• _Extracted entries_:
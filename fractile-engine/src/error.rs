use thiserror::Error;

/// Errors a drawing surface can raise when creating or updating textures.
#[derive(Error, Debug, Clone, PartialEq)]
pub enum SurfaceError {
    #[error("pixel buffer is {len} bytes, expected {width}x{height}x4")]
    BufferSize { width: u32, height: u32, len: usize },

    #[error("texture budget exhausted ({0} textures live)")]
    TextureLimit(usize),

    #[error("surface backend error: {0}")]
    Backend(String),
}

• _What the exercise asks_: Take the lines from the one containing "or updating textures." through the final line of the entries above, and set them down exactly, with nothing added.

• _Answer for the task_:
/// Errors a drawing surface can raise when creating or updating textures.
#[derive(Error, Debug, Clone, PartialEq)]
pub enum SurfaceError {
    #[error("pixel buffer is {len} bytes, expected {width}x{height}x4")]
    BufferSize { width: u32, height: u32, len: usize },

    #[error("texture budget exhausted ({0} textures live)")]
    TextureLimit(usize),

    #[error("surface backend error: {0}")]
    Backend(String),
}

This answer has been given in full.